Gemäß § 71 Abs. 2 ZVG hätte A seine Vertretungsmacht durch eine öffentliche oder öffentlich beglaubigte Urkunde nachweisen müssen. Hierbei ist allein die formelle Beweiskraft der vorgelegten Urkunden maßgebend, welche sich nach den Vorschriften der §§ 415 ff. ZPO bestimmt. Die Beweiskraft einer notariellen Urkunde erstreckt sich hiernach nur darauf, dass die beurkundete Erklärung von der benannten Person abgegeben worden ist. Die inhaltliche Richtigkeit der Erklärung wird von der Beweiskraft hingegen nicht erfasst.

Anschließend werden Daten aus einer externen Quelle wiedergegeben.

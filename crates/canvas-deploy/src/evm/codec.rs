//! Minimal EVM encoding: `CREATE` addresses, selectors and proxy constructor arguments.

use canvas_registry::Address;
use tiny_keccak::{Hasher, Keccak};

/// `initialize()` - called by the proxy constructor to run the registry's initializer.
pub const INITIALIZE_SIGNATURE: &str = "initialize()";

pub fn keccak256(data: &[u8]) -> [u8; 32] {
    let mut k = Keccak::v256();
    k.update(data);
    let mut out = [0u8; 32];
    k.finalize(&mut out);
    out
}

/// 4-byte function selector of a signature like `initialize()`.
pub fn selector(signature: &str) -> [u8; 4] {
    let hash = keccak256(signature.as_bytes());
    [hash[0], hash[1], hash[2], hash[3]]
}

/// Address of the contract created by `sender` at `nonce`:
/// `keccak256(rlp([sender, nonce]))[12..]`.
pub fn create_address(sender: &Address, nonce: u64) -> Address {
    let mut payload = Vec::with_capacity(30);
    payload.push(0x80 + 20);
    payload.extend_from_slice(sender.as_bytes());
    rlp_append_u64(&mut payload, nonce);

    let mut stream = Vec::with_capacity(payload.len() + 1);
    // payload is at most 30 bytes, always a short list
    stream.push(0xc0 + payload.len() as u8);
    stream.extend_from_slice(&payload);

    let hash = keccak256(&stream);
    let mut out = [0u8; 20];
    out.copy_from_slice(&hash[12..]);
    Address::from_bytes(out)
}

fn rlp_append_u64(buf: &mut Vec<u8>, n: u64) {
    match n {
        0 => buf.push(0x80),
        1..=0x7f => buf.push(n as u8),
        _ => {
            let bytes = n.to_be_bytes();
            let first = bytes.iter().position(|b| *b != 0).unwrap_or(7);
            let be = &bytes[first..];
            buf.push(0x80 + be.len() as u8);
            buf.extend_from_slice(be);
        }
    }
}

/// ABI-encode `(address logic, bytes data)`, the ERC-1967 proxy constructor arguments.
pub fn encode_proxy_constructor(logic: &Address, data: &[u8]) -> Vec<u8> {
    let padded_len = data.len().div_ceil(32) * 32;
    let mut out = Vec::with_capacity(96 + padded_len);
    out.extend_from_slice(&address_word(logic));
    out.extend_from_slice(&u64_word(64));
    out.extend_from_slice(&u64_word(data.len() as u64));
    out.extend_from_slice(data);
    out.resize(96 + padded_len, 0);
    out
}

fn address_word(addr: &Address) -> [u8; 32] {
    let mut word = [0u8; 32];
    word[12..].copy_from_slice(addr.as_bytes());
    word
}

fn u64_word(n: u64) -> [u8; 32] {
    let mut word = [0u8; 32];
    word[24..].copy_from_slice(&n.to_be_bytes());
    word
}

/// `0x`-prefixed lowercase hex.
pub fn to_hex(bytes: &[u8]) -> String {
    format!("0x{}", hex::encode(bytes))
}

#[cfg(test)]
mod tests {
    use super::*;

    fn addr(s: &str) -> Address {
        s.parse().unwrap()
    }

    #[test]
    fn initialize_selector() {
        assert_eq!(hex::encode(selector(INITIALIZE_SIGNATURE)), "8129fc1c");
    }

    #[test]
    fn create_addresses_match_known_vectors() {
        let sender = addr("0x6ac7ea33f8831ea9dcc53393aaa88b25a785dbf0");
        assert_eq!(
            create_address(&sender, 0).to_string(),
            "0xcd234a471b72ba2f1ccf0a70fcaba648a5eecd8d"
        );
        assert_eq!(
            create_address(&sender, 1).to_string(),
            "0x343c43a37d37dff08ae8c4a11544c718abb4fcf8"
        );
        assert_eq!(
            create_address(&sender, 2).to_string(),
            "0xf778b86fa74e846c4f0a1fbd1335fe81c00a0c91"
        );
    }

    #[test]
    fn hardhat_default_account_addresses() {
        let sender = addr("0xf39fd6e51aad88f6f4ce6ab8827279cfffb92266");
        assert_eq!(
            create_address(&sender, 0).to_string(),
            "0x5fbdb2315678afecb367f032d93f642f64180aa3"
        );
        assert_eq!(
            create_address(&sender, 1).to_string(),
            "0xe7f1725e7734ce288f8367e1bb143e90bb3f0512"
        );
    }

    #[test]
    fn rlp_nonce_encoding() {
        let enc = |n| {
            let mut buf = Vec::new();
            rlp_append_u64(&mut buf, n);
            buf
        };
        assert_eq!(enc(0), vec![0x80]);
        assert_eq!(enc(0x7f), vec![0x7f]);
        assert_eq!(enc(0x80), vec![0x81, 0x80]);
        assert_eq!(enc(1024), vec![0x82, 0x04, 0x00]);
    }

    #[test]
    fn proxy_constructor_layout() {
        let logic = Address::from_bytes([0xab; 20]);
        let encoded = encode_proxy_constructor(&logic, &selector(INITIALIZE_SIGNATURE));
        assert_eq!(encoded.len(), 128);
        assert_eq!(&encoded[..12], &[0u8; 12]);
        assert_eq!(&encoded[12..32], &[0xab; 20]);
        assert_eq!(encoded[63], 0x40);
        assert_eq!(encoded[95], 4);
        assert_eq!(&encoded[96..100], &[0x81, 0x29, 0xfc, 0x1c]);
        assert!(encoded[100..].iter().all(|b| *b == 0));
    }

    #[test]
    fn empty_init_data() {
        let encoded = encode_proxy_constructor(&Address::from_bytes([1; 20]), &[]);
        assert_eq!(encoded.len(), 96);
        assert_eq!(encoded[95], 0);
    }
}
//! Atomic filesystem primitives for prefix-tree materialization.
//!
//! Everything here is built for re-entrancy: a previous install attempt
//! may have crashed mid-write, so each primitive must leave the tree in
//! a state a retry can build on. Writes go through a temp sibling plus
//! rename, symlinks are delete-then-recreate, and directory creation
//! tolerates pre-existing directories.

mod error;

pub use error::{Error, Result};

use std::fs;
use std::os::unix::fs::PermissionsExt;
use std::path::Path;

const DEFAULT_PERMISSIONS: u32 = 0o644;

#[derive(Clone, Copy, Debug)]
pub struct AtomicWriteOptions {
    permissions: u32,
    prefix: &'static str,
    suffix: &'static str,
}

impl Default for AtomicWriteOptions {
    fn default() -> Self {
        Self::new()
    }
}

impl AtomicWriteOptions {
    pub fn new() -> Self {
        Self {
            permissions: DEFAULT_PERMISSIONS,
            prefix: ".",
            suffix: ".tmp",
        }
    }

    pub fn permissions(mut self, permissions: u32) -> Self {
        self.permissions = permissions;
        self
    }

    pub fn prefix(mut self, prefix: &'static str) -> Self {
        self.prefix = prefix;
        self
    }

    pub fn suffix(mut self, suffix: &'static str) -> Self {
        self.suffix = suffix;
        self
    }
}

/// Write `content` to `path` so that a concurrent reader observes either
/// the complete previous content or the complete new content.
///
/// The content lands in a temp sibling first (same directory, so the
/// rename stays on one filesystem), gets its permissions set, and is then
/// renamed over the destination.
pub fn atomic_write(
    path: impl AsRef<Path>,
    content: &[u8],
    options: AtomicWriteOptions,
) -> Result<()> {
    let path = path.as_ref();
    let parent = path.parent().unwrap_or(Path::new(""));

    let file_name = path.file_name().unwrap_or_default().to_string_lossy();
    let tmp_name = format!("{}{}{}", options.prefix, file_name, options.suffix);
    let tmp_path = parent.join(tmp_name);

    fs::write(&tmp_path, content).map_err(|source| Error::Write {
        path: tmp_path.clone(),
        source,
    })?;
    fs::set_permissions(&tmp_path, fs::Permissions::from_mode(options.permissions)).map_err(
        |source| Error::Write {
            path: tmp_path.clone(),
            source,
        },
    )?;
    fs::rename(&tmp_path, path).map_err(|source| Error::Write {
        path: path.to_path_buf(),
        source,
    })?;

    Ok(())
}

/// Create a symlink at `link` pointing at `target`, replacing whatever
/// currently occupies `link` (file, link, or directory).
///
/// Removing first and recreating makes the operation idempotent: a stale
/// link from an earlier run never shadows the new target.
pub fn replace_symlink(target: impl AsRef<Path>, link: impl AsRef<Path>) -> Result<()> {
    let target = target.as_ref();
    let link = link.as_ref();

    remove_existing(link)?;
    if let Some(parent) = link.parent() {
        ensure_dir(parent)?;
    }
    std::os::unix::fs::symlink(target, link).map_err(|source| Error::Symlink {
        target: target.to_path_buf(),
        link: link.to_path_buf(),
        source,
    })
}

/// Create `path` and all missing ancestors. A pre-existing directory is
/// not an error.
pub fn ensure_dir(path: impl AsRef<Path>) -> Result<()> {
    let path = path.as_ref();
    if !path.is_dir() {
        fs::create_dir_all(path).map_err(|source| Error::CreateDir {
            path: path.to_path_buf(),
            source,
        })?;
    }
    Ok(())
}

/// Recursively delete `path`. Missing paths are not an error, so a wipe
/// retried after a partial wipe still succeeds.
pub fn remove_tree(path: impl AsRef<Path>) -> Result<()> {
    let path = path.as_ref();
    match fs::symlink_metadata(path) {
        Ok(meta) if meta.is_dir() => fs::remove_dir_all(path),
        Ok(_) => fs::remove_file(path),
        Err(err) if err.kind() == std::io::ErrorKind::NotFound => return Ok(()),
        Err(err) => Err(err),
    }
    .map_err(|source| Error::Remove {
        path: path.to_path_buf(),
        source,
    })
}

/// Set unix permission bits on `path`.
pub fn set_mode(path: impl AsRef<Path>, mode: u32) -> Result<()> {
    let path = path.as_ref();
    fs::set_permissions(path, fs::Permissions::from_mode(mode)).map_err(|source| Error::Write {
        path: path.to_path_buf(),
        source,
    })
}

fn remove_existing(path: &Path) -> Result<()> {
    // symlink_metadata so a dangling link is still seen and removed
    match fs::symlink_metadata(path) {
        Ok(meta) if meta.is_dir() => fs::remove_dir_all(path),
        Ok(_) => fs::remove_file(path),
        Err(err) if err.kind() == std::io::ErrorKind::NotFound => return Ok(()),
        Err(err) => Err(err),
    }
    .map_err(|source| Error::Remove {
        path: path.to_path_buf(),
        source,
    })
}
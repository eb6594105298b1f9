//! The install sequence and its retry-by-wipe recovery loop.
//!
//! # Architecture
//!
//! `install_or_repair` runs the strictly sequential pipeline: marker
//! check, preflight, skeleton, packages, asset mirror, link topology,
//! environment files. Every stage is idempotent, so a re-run over a
//! partial tree repairs it in place. `run_with_recovery` wraps the
//! pipeline in the operator-facing recovery policy: report the failure,
//! then either wipe the whole prefix and start over or abort.

use std::fs;
use std::io;
use std::os::unix::fs::PermissionsExt;
use std::path::{Path, PathBuf};

use tracing::{error, info, warn};

use rootstock_assets::AssetSource;
use rootstock_env::{EnvMap, ShellProfile};
use rootstock_links::LinkTables;

use crate::error::{InstallError, Result};
use crate::index::{PackageDescriptor, PackageIndex};
use crate::layout::PrefixLayout;
use crate::ports::{CrashReporter, FailurePrompt, Recovery};

/// Appended to `PATH` after the prefix `bin` directory so host tools
/// stay reachable.
const SYSTEM_BIN: &str = "/system/bin";

/// Terminal result of an install run.
#[derive(Debug, Clone, PartialEq, Eq)]
pub enum Outcome {
    Completed,
    /// The marker binary was already present and executable.
    AlreadyInstalled,
    /// Preflight rejected the environment; retrying cannot help.
    PreflightFailed(String),
    /// The operator declined a retry after a recoverable failure.
    Aborted,
}

pub struct Installer {
    layout: PrefixLayout,
    payload_dir: PathBuf,
    assets: Box<dyn AssetSource>,
    asset_root: String,
    index: PackageIndex,
    tables: LinkTables,
    marker: Option<String>,
    primary_user: bool,
    profile_override: Option<PathBuf>,
    host_env: Vec<(String, String)>,
}

impl Installer {
    pub fn new(
        layout: PrefixLayout,
        payload_dir: impl Into<PathBuf>,
        assets: Box<dyn AssetSource>,
    ) -> Self {
        Self {
            layout,
            payload_dir: payload_dir.into(),
            assets,
            asset_root: String::new(),
            index: PackageIndex::default(),
            tables: LinkTables::builtin().clone(),
            marker: None,
            primary_user: true,
            profile_override: None,
            host_env: Vec::new(),
        }
    }

    /// Mirror only the asset subtree at `root` instead of the whole
    /// namespace.
    pub fn with_asset_root(mut self, root: impl Into<String>) -> Self {
        self.asset_root = root.into();
        self
    }

    pub fn with_index(mut self, index: PackageIndex) -> Self {
        self.index = index;
        self
    }

    pub fn with_tables(mut self, tables: LinkTables) -> Self {
        self.tables = tables;
        self
    }

    /// Short-circuit the whole run when `bin/<name>` already exists and
    /// is executable.
    pub fn with_marker(mut self, name: impl Into<String>) -> Self {
        self.marker = Some(name.into());
        self
    }

    pub fn with_primary_user(mut self, primary: bool) -> Self {
        self.primary_user = primary;
        self
    }

    pub fn with_profile_override(mut self, path: impl Into<PathBuf>) -> Self {
        self.profile_override = Some(path.into());
        self
    }

    /// Host-provided variables written ahead of the engine-managed ones.
    /// Engine keys win on collision.
    pub fn with_host_env(mut self, vars: Vec<(String, String)>) -> Self {
        self.host_env = vars;
        self
    }

    pub fn layout(&self) -> &PrefixLayout {
        &self.layout
    }

    /// Whether the marker binary reports a completed install.
    pub fn is_installed(&self) -> bool {
        let Some(marker) = &self.marker else {
            return false;
        };
        let path = self.layout.marker_binary(marker);
        fs::metadata(&path)
            .is_ok_and(|meta| meta.is_file() && meta.permissions().mode() & 0o111 != 0)
    }

    /// Run the full sequence once. Safe to call over a partial tree
    /// left by an interrupted run.
    pub fn install_or_repair(&self) -> Result<Outcome> {
        if self.is_installed() {
            info!(prefix = %self.layout.prefix().display(), "marker present, nothing to do");
            return Ok(Outcome::AlreadyInstalled);
        }

        self.preflight()?;
        self.create_skeleton()?;
        self.install_packages()?;
        self.mirror_assets()?;
        self.build_links()?;
        self.write_environment()?;

        info!(prefix = %self.layout.prefix().display(), "install complete");
        Ok(Outcome::Completed)
    }

    /// Run the sequence under the recovery policy: on a recoverable
    /// failure ask `prompt`, and on [`Recovery::Retry`] wipe the whole
    /// prefix tree so the next attempt starts from nothing.
    pub fn run_with_recovery(
        &self,
        prompt: &dyn FailurePrompt,
        reporter: &dyn CrashReporter,
    ) -> Outcome {
        loop {
            let err = match self.install_or_repair() {
                Ok(outcome) => return outcome,
                Err(err) => err,
            };

            error!(%err, "install failed");
            reporter.report(&err);

            if !err.is_recoverable() {
                return Outcome::PreflightFailed(err.to_string());
            }

            match prompt.choose(&err) {
                Recovery::Retry => {
                    info!(prefix = %self.layout.prefix().display(), "wiping prefix before retry");
                    if let Err(wipe_err) = rootstock_fs::remove_tree(self.layout.prefix()) {
                        error!(%wipe_err, "failed to wipe prefix, giving up");
                        reporter.report(&InstallError::Fs(wipe_err));
                        return Outcome::Aborted;
                    }
                }
                Recovery::Abort => return Outcome::Aborted,
            }
        }
    }

    fn preflight(&self) -> Result<()> {
        if !self.primary_user {
            return Err(InstallError::Preflight(
                "install requires the primary user account".to_string(),
            ));
        }

        let parent = self.layout.prefix().parent().unwrap_or(Path::new("/"));
        rootstock_fs::ensure_dir(parent).map_err(|err| {
            InstallError::Preflight(format!(
                "files directory {} is not accessible: {err}",
                parent.display()
            ))
        })?;
        Ok(())
    }

    fn create_skeleton(&self) -> Result<()> {
        for dir in self.layout.skeleton() {
            rootstock_fs::ensure_dir(&dir)?;
        }
        Ok(())
    }

    fn install_packages(&self) -> Result<()> {
        for pkg in self.index.packages() {
            self.install_package(pkg)?;
        }
        Ok(())
    }

    fn install_package(&self, pkg: &PackageDescriptor) -> Result<()> {
        info!(package = %pkg.id, asset = %pkg.asset_path, "installing package");

        if let Some(expected) = &pkg.expected_digest {
            let Some(reader) = self.open_package(pkg)? else {
                return Ok(());
            };
            let actual = rootstock_verify::digest_stream(reader).map_err(|err| {
                InstallError::PackageRead {
                    id: pkg.id.clone(),
                    source: io::Error::other(err),
                }
            })?;
            if actual != *expected {
                if pkg.required {
                    return Err(InstallError::DigestMismatch {
                        id: pkg.id.clone(),
                        expected: expected.clone(),
                        actual,
                    });
                }
                warn!(package = %pkg.id, %expected, %actual, "digest mismatch, skipping optional package");
                return Ok(());
            }
        }

        // Asset streams are not seekable; a verified package is opened a
        // second time for extraction.
        let Some(reader) = self.open_package(pkg)? else {
            return Ok(());
        };
        let dest = match &pkg.install_dir {
            Some(dir) => self.layout.prefix().join(dir),
            None => self.layout.package_dir(&pkg.id),
        };
        rootstock_fs::ensure_dir(&dest)?;
        let extracted = rootstock_archive::extract_tar_gz(reader, &dest)?;
        info!(
            package = %pkg.id,
            entries = extracted.entry_count,
            bytes = extracted.total_bytes,
            "package extracted"
        );
        Ok(())
    }

    /// `Ok(None)` means an optional package's asset is unavailable and
    /// the package is skipped.
    fn open_package(&self, pkg: &PackageDescriptor) -> Result<Option<Box<dyn io::Read + '_>>> {
        match self.assets.open(&pkg.asset_path) {
            Ok(reader) => Ok(Some(reader)),
            Err(err) if !pkg.required => {
                warn!(package = %pkg.id, %err, "asset unavailable, skipping optional package");
                Ok(None)
            }
            Err(err) => Err(err.into()),
        }
    }

    fn mirror_assets(&self) -> Result<()> {
        let report =
            rootstock_assets::mirror(self.assets.as_ref(), &self.asset_root, self.layout.prefix())?;
        info!(
            copied = report.copied,
            links = report.links,
            skipped = report.skipped,
            "asset tree mirrored"
        );
        Ok(())
    }

    fn build_links(&self) -> Result<()> {
        let plan = rootstock_links::plan(
            &self.tables,
            &self.payload_dir,
            &self.layout.bin_dir(),
            &self.layout.lib_dir(),
        );
        let report = rootstock_links::apply(&plan);
        info!(
            created = report.created,
            skipped = report.skipped,
            failed = report.failed,
            "link topology applied"
        );
        Ok(())
    }

    fn write_environment(&self) -> Result<()> {
        let home = self.layout.home_dir();
        let bin_dir = self.layout.bin_dir();
        let lib_dir = self.layout.lib_dir();

        let mut map = EnvMap::new();
        for (key, value) in &self.host_env {
            map.set(key.clone(), value.clone());
        }
        map.set("HOME", home.display().to_string());
        map.set("PREFIX", self.layout.prefix().display().to_string());
        map.set("PATH", format!("{}:{SYSTEM_BIN}", bin_dir.display()));
        map.set(
            "LD_LIBRARY_PATH",
            format!("{}:{}", self.payload_dir.display(), lib_dir.display()),
        );
        map.set("TMPDIR", self.layout.tmp_dir().display().to_string());
        rootstock_env::write_dotenv(&map, &self.layout.env_file())?;

        let profile = ShellProfile {
            home,
            prefix: self.layout.prefix().to_path_buf(),
            bin_dir,
            lib_dir,
            payload_dir: self.payload_dir.clone(),
            override_file: self.profile_override.clone(),
        };
        rootstock_env::write_profile(&profile, &self.layout.profile_file())?;
        Ok(())
    }
}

Etwas anderes ergibt sich auch nicht aus der Verpflichtung des Notars, die Vertretungsmacht eines Beteiligten zu prüfen, der eine Erklärung als Vertreter für einen anderen abgeben will. Auch werden Vertretungsnachweise dadurch, dass sie der Niederschrift beigefügt werden, nicht ihrerseits zu öffentlichen oder öffentlich beglaubigten Urkunden, sodass ihnen auch keine entsprechende Beweiskraft zukommt.
Hieraus folgt, dass die vorgelegte Bietvollmacht lediglich beweist, dass B erklärt hat, Geschäftsführerin der Unternehmergesellschaft zu sein. Dass B auch tatsächlich vertretungsberechtigt war, beweist die Urkunde nicht. Dies hätte durch eine weitere öffentliche oder öffentlich beglaubigte Urkunde nachgewiesen werden müssen, z.B. durch Vorlage eines beglaubigten Handelsregisterauszugs oder einer notariellen Bescheinigung gem. § 21 BNotO.
Auch war das Vollstreckungsgericht nicht berechtigt, die Vertretungsbefugnis im Wege freier Beweiswürdigung zu prüfen. Zu einer solchen Prüfung ist es im Rahmen des formalisierten Zwangsversteigerungsverfahrens nicht berufen.
Der Zuschlagsbeschluss wurde daher aufgehoben.